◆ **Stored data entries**
◇ ◇ ◇ ◇ ◇

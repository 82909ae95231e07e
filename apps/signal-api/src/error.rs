use axum::http::StatusCode;
use axum::response::{IntoResponse, Response};
use axum::Json;
use serde::Serialize;
use thiserror::Error;
use utoipa::ToSchema;

/// Error raised by a [`crate::store::SessionStore`] implementation or by the
/// typed adapter on top of it.
#[derive(Debug, Error)]
pub enum StoreError {
    #[error("store backend unavailable: {0}")]
    Backend(String),
    #[error("corrupt value at key {key}: {reason}")]
    Corrupt { key: String, reason: String },
}

/// Core signaling error taxonomy. Every failure a client can cause maps to
/// one of these; anything unexpected surfaces as `INTERNAL_SIGNALING_ERROR`
/// so a routing failure never tears the connection down.
#[derive(Debug, Error)]
pub enum SignalError {
    #[error("no registered session for user {0}")]
    SessionNotFound(i64),
    #[error("signaling requires an authenticated identity")]
    Unauthorized,
    #[error("{0}")]
    ValidationFailed(String),
    #[error("user {0} has no live session")]
    TargetOffline(i64),
    #[error("internal signaling error: {0}")]
    Internal(String),
    #[error(transparent)]
    Store(#[from] StoreError),
}

impl SignalError {
    /// Stable machine-readable code sent to clients.
    pub fn code(&self) -> &'static str {
        match self {
            SignalError::SessionNotFound(_) => "SESSION_NOT_FOUND",
            SignalError::Unauthorized => "UNAUTHORIZED",
            SignalError::ValidationFailed(_) => "VALIDATION_FAILED",
            SignalError::TargetOffline(_) => "TARGET_OFFLINE",
            SignalError::Internal(_) | SignalError::Store(_) => "INTERNAL_SIGNALING_ERROR",
        }
    }

    /// True for errors whose details must not leak to the client.
    pub fn is_internal(&self) -> bool {
        matches!(self, SignalError::Internal(_) | SignalError::Store(_))
    }
}

/// Structured API error returned to REST clients.
#[derive(Debug, Serialize, ToSchema)]
pub struct ApiErrorBody {
    pub error: ApiErrorDetail,
}

#[derive(Debug, Serialize, ToSchema)]
pub struct ApiErrorDetail {
    pub code: String,
    pub message: String,
}

/// Application-level error type that converts into an HTTP response.
#[derive(Debug)]
pub struct ApiError {
    pub status: StatusCode,
    pub code: String,
    pub message: String,
}

impl ApiError {
    pub fn bad_request(message: impl Into<String>) -> Self {
        Self {
            status: StatusCode::BAD_REQUEST,
            code: "BAD_REQUEST".to_string(),
            message: message.into(),
        }
    }

    pub fn not_found(message: impl Into<String>) -> Self {
        Self {
            status: StatusCode::NOT_FOUND,
            code: "NOT_FOUND".to_string(),
            message: message.into(),
        }
    }

    pub fn internal(message: impl Into<String>) -> Self {
        Self {
            status: StatusCode::INTERNAL_SERVER_ERROR,
            code: "INTERNAL_ERROR".to_string(),
            message: message.into(),
        }
    }
}

impl IntoResponse for ApiError {
    fn into_response(self) -> Response {
        let body = ApiErrorBody {
            error: ApiErrorDetail {
                code: self.code,
                message: self.message,
            },
        };
        (self.status, Json(body)).into_response()
    }
}

impl From<StoreError> for ApiError {
    fn from(err: StoreError) -> Self {
        tracing::error!(%err, "session store error");
        Self::internal("An internal error occurred")
    }
}
//! WebSocket transport: wire framing, outbound fanout, and the
//! per-connection event loop.

pub mod events;
pub mod fanout;
pub mod server;
/// Signal API configuration, loaded from environment variables.
#[derive(Debug, Clone)]
pub struct Config {
    /// Port the HTTP server binds to.
    pub port: u16,
    /// STUN server URLs handed to clients for ICE gathering.
    pub stun_urls: Vec<String>,
    /// Optional TURN relay URL.
    pub turn_url: Option<String>,
    /// TURN credentials, required only when `turn_url` is set.
    pub turn_username: Option<String>,
    pub turn_credential: Option<String>,
}

impl Config {
    /// Load configuration from environment variables.
    pub fn from_env() -> Self {
        Self {
            port: std::env::var("PORT")
                .ok()
                .and_then(|v| v.parse().ok())
                .unwrap_or(4010),
            stun_urls: std::env::var("STUN_URLS")
                .ok()
                .filter(|s| !s.is_empty())
                .map(|s| s.split(',').map(|u| u.trim().to_string()).collect())
                .unwrap_or_else(|| vec!["stun:stun.l.google.com:19302".to_string()]),
            turn_url: optional_var("TURN_URL"),
            turn_username: optional_var("TURN_USERNAME"),
            turn_credential: optional_var("TURN_CREDENTIAL"),
        }
    }
}

fn optional_var(name: &str) -> Option<String> {
    std::env::var(name).ok().filter(|s| !s.is_empty())
}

◇ ◇ ◇ ◇ ◇

◆ **Assignment**
Write out exactly the final stretch of the records: the line containing "#[derive(Debug, Clone)]" and every line after it, through the last, and nothing else.

◆ **Response to the exercise**
#[derive(Debug, Clone)]
pub struct Config {
    /// Port the HTTP server binds to.
    pub port: u16,
    /// STUN server URLs handed to clients for ICE gathering.
    pub stun_urls: Vec<String>,
    /// Optional TURN relay URL.
    pub turn_url: Option<String>,
    /// TURN credentials, required only when `turn_url` is set.
    pub turn_username: Option<String>,
    pub turn_credential: Option<String>,
}

impl Config {
    /// Load configuration from environment variables.
    pub fn from_env() -> Self {
        Self {
            port: std::env::var("PORT")
                .ok()
                .and_then(|v| v.parse().ok())
                .unwrap_or(4010),
            stun_urls: std::env::var("STUN_URLS")
                .ok()
                .filter(|s| !s.is_empty())
                .map(|s| s.split(',').map(|u| u.trim().to_string()).collect())
                .unwrap_or_else(|| vec!["stun:stun.l.google.com:19302".to_string()]),
            turn_url: optional_var("TURN_URL"),
            turn_username: optional_var("TURN_USERNAME"),
            turn_credential: optional_var("TURN_CREDENTIAL"),
        }
    }
}

fn optional_var(name: &str) -> Option<String> {
    std::env::var(name).ok().filter(|s| !s.is_empty())
}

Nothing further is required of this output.